• _Try it_: Wherever the string "delta" appears in a line of the listing below, report that line.

• _Provided information_:

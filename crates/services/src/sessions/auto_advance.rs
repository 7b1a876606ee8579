use std::time::Duration;

use chrono::{DateTime, Utc};
use learning_core::model::LectureId;

/// A pending move to the lecture after one that was just completed.
///
/// The ticket is only honored while it is still the session's pending advance;
/// any manual navigation or newer completion invalidates it.
#[derive(Debug, Clone, PartialEq, Eq)]
pub struct AutoAdvanceTicket {
    pub(crate) target: LectureId,
    pub(crate) revision: u64,
    pub(crate) due_at: DateTime<Utc>,
    pub(crate) delay: Duration,
}

impl AutoAdvanceTicket {
    #[must_use]
    pub fn target(&self) -> &LectureId {
        &self.target
    }

    #[must_use]
    pub fn due_at(&self) -> DateTime<Utc> {
        self.due_at
    }

    #[must_use]
    pub fn delay(&self) -> Duration {
        self.delay
    }

    #[must_use]
    pub fn is_due(&self, now: DateTime<Utc>) -> bool {
        now >= self.due_at
    }
}
use learning_core::model::{CourseId, LectureId, Progress};

/// Player state of a learning session.
#[derive(Debug, Clone, Copy, PartialEq, Eq)]
pub enum PlaybackState {
    NoLectureSelected,
    LectureSelected,
    VideoError,
}

/// State published to observers after every change.
///
/// This is intentionally not a view-model: no formatted strings, just the data a
/// view needs to re-render.
#[derive(Debug, Clone, PartialEq)]
pub struct SessionSnapshot {
    pub course_id: CourseId,
    pub current_lecture: Option<LectureId>,
    pub state: PlaybackState,
    pub completed: Vec<LectureId>,
    pub progress: Progress,
    pub pending_auto_advance: Option<LectureId>,
}

/// One row of the lecture sidebar.
#[derive(Debug, Clone, PartialEq, Eq)]
pub struct LectureListItem {
    pub id: LectureId,
    pub title: String,
    pub position: usize,
    /// Unplayable lectures are listed but cannot be selected directly.
    pub playable: bool,
    pub completed: bool,
    pub current: bool,
    pub resource_count: usize,
}
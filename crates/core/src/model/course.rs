use serde::{Deserialize, Serialize};
use thiserror::Error;

use crate::model::ids::CourseId;

#[derive(Debug, Error, Clone, PartialEq)]
#[non_exhaustive]
pub enum CourseError {
    #[error("course title cannot be empty")]
    EmptyTitle,

    #[error("course duration must be a finite, non-negative number of hours (got {0})")]
    InvalidDuration(f64),
}

/// Read-only snapshot of a course, fetched once per learning session.
#[derive(Debug, Clone, PartialEq, Serialize, Deserialize)]
pub struct Course {
    id: CourseId,
    title: String,
    category: Option<String>,
    duration_hours: f64,
    thumbnail: Option<String>,
}

impl Course {
    /// Creates a validated course snapshot.
    ///
    /// `category` is whatever reference the backend exposes (an id or a populated name).
    ///
    /// # Errors
    ///
    /// Returns `CourseError` if the title is blank or the duration is negative or not finite.
    pub fn new(
        id: CourseId,
        title: impl Into<String>,
        category: Option<String>,
        duration_hours: f64,
        thumbnail: Option<String>,
    ) -> Result<Self, CourseError> {
        let title = title.into();
        if title.trim().is_empty() {
            return Err(CourseError::EmptyTitle);
        }
        if !duration_hours.is_finite() || duration_hours < 0.0 {
            return Err(CourseError::InvalidDuration(duration_hours));
        }

        Ok(Self {
            id,
            title,
            category: category.filter(|c| !c.trim().is_empty()),
            duration_hours,
            thumbnail: thumbnail.filter(|t| !t.trim().is_empty()),
        })
    }

    #[must_use]
    pub fn id(&self) -> &CourseId {
        &self.id
    }

    #[must_use]
    pub fn title(&self) -> &str {
        &self.title
    }

    #[must_use]
    pub fn category(&self) -> Option<&str> {
        self.category.as_deref()
    }

    #[must_use]
    pub fn duration_hours(&self) -> f64 {
        self.duration_hours
    }

    #[must_use]
    pub fn thumbnail(&self) -> Option<&str> {
        self.thumbnail.as_deref()
    }
}
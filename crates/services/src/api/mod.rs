//! Backend collaborator seam.
//!
//! The tracker only talks to the course backend through `CourseApi`, so tests and
//! alternative transports can stand in for the HTTP client.

mod http;
mod wire;

use async_trait::async_trait;
use chrono::{DateTime, Utc};
use learning_core::model::{Course, CourseId, Enrollment, EnrollmentId, Lecture, LectureId, Progress};

use crate::error::ApiError;

pub use http::HttpCourseApi;

/// Authoritative enrollment state returned by a completion mutation.
#[derive(Debug, Clone, PartialEq)]
pub struct EnrollmentUpdate {
    pub completed: Vec<LectureId>,
    pub progress: Progress,
    pub last_activity: Option<DateTime<Utc>>,
    pub message: Option<String>,
}

/// One row of the viewer's "my courses" listing.
#[derive(Debug, Clone, PartialEq)]
pub struct EnrolledCourse {
    pub enrollment_id: EnrollmentId,
    pub course: Course,
    pub progress: Progress,
    pub payment_completed: bool,
    pub enrolled_at: Option<DateTime<Utc>>,
}

impl EnrolledCourse {
    /// Whether the viewer has made any progress ("Continue" rather than "Start").
    #[must_use]
    pub fn is_started(&self) -> bool {
        self.progress.percent() > 0.0
    }
}

#[async_trait]
pub trait CourseApi: Send + Sync {
    /// `GET /courses/courseDetails/{id}`
    async fn course_details(&self, course_id: &CourseId) -> Result<Course, ApiError>;

    /// `GET /courses/{id}/lectures`, in sequence order.
    async fn lectures(&self, course_id: &CourseId) -> Result<Vec<Lecture>, ApiError>;

    /// `GET /enrollment/course/{id}`
    ///
    /// Returns `ApiError::NotEnrolled` when the viewer has no paid enrollment.
    async fn enrollment_for_course(&self, course_id: &CourseId) -> Result<Enrollment, ApiError>;

    /// `POST /enrollment/{enrollmentId}/complete-lecture`
    async fn complete_lecture(
        &self,
        enrollment_id: &EnrollmentId,
        lecture_id: &LectureId,
    ) -> Result<EnrollmentUpdate, ApiError>;

    /// `POST /enrollment/{enrollmentId}/incomplete-lecture`
    async fn incomplete_lecture(
        &self,
        enrollment_id: &EnrollmentId,
        lecture_id: &LectureId,
    ) -> Result<EnrollmentUpdate, ApiError>;

    /// `GET /payments/enrollments`
    async fn my_enrollments(&self) -> Result<Vec<EnrolledCourse>, ApiError>;
}
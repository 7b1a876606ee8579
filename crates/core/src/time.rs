use chrono::{DateTime, Duration, Utc};

/// Source of "now" for the tracker.
///
/// Auto-advance deadlines are computed from this clock, so tests pin it with `Clock::Fixed`
/// and move it forward explicitly.
#[derive(Debug, Clone, Copy, Default)]
pub enum Clock {
    #[default]
    System,
    Fixed(DateTime<Utc>),
}

impl Clock {
    #[must_use]
    pub fn system() -> Self {
        Self::System
    }

    #[must_use]
    pub fn fixed(at: DateTime<Utc>) -> Self {
        Self::Fixed(at)
    }

    #[must_use]
    pub fn now(&self) -> DateTime<Utc> {
        match self {
            Clock::System => Utc::now(),
            Clock::Fixed(t) => *t,
        }
    }

    /// Move a fixed clock forward. No effect on the system clock.
    pub fn advance(&mut self, delta: Duration) {
        if let Clock::Fixed(t) = self {
            *t += delta;
        }
    }

    #[must_use]
    pub fn is_fixed(&self) -> bool {
        matches!(self, Clock::Fixed(_))
    }
}

/// Deterministic timestamp for tests (2023-11-14T22:13:20Z).
pub const FIXED_TEST_TIMESTAMP: i64 = 1_700_000_000;

/// # Panics
///
/// Panics if the fixed timestamp cannot be represented.
#[must_use]
pub fn fixed_now() -> DateTime<Utc> {
    DateTime::<Utc>::from_timestamp(FIXED_TEST_TIMESTAMP, 0)
        .expect("fixed timestamp should be valid")
}

#[must_use]
pub fn fixed_clock() -> Clock {
    Clock::fixed(fixed_now())
}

• _Result of this task_:
    pub fn advance(&mut self, delta: Duration) {
            *t += delta;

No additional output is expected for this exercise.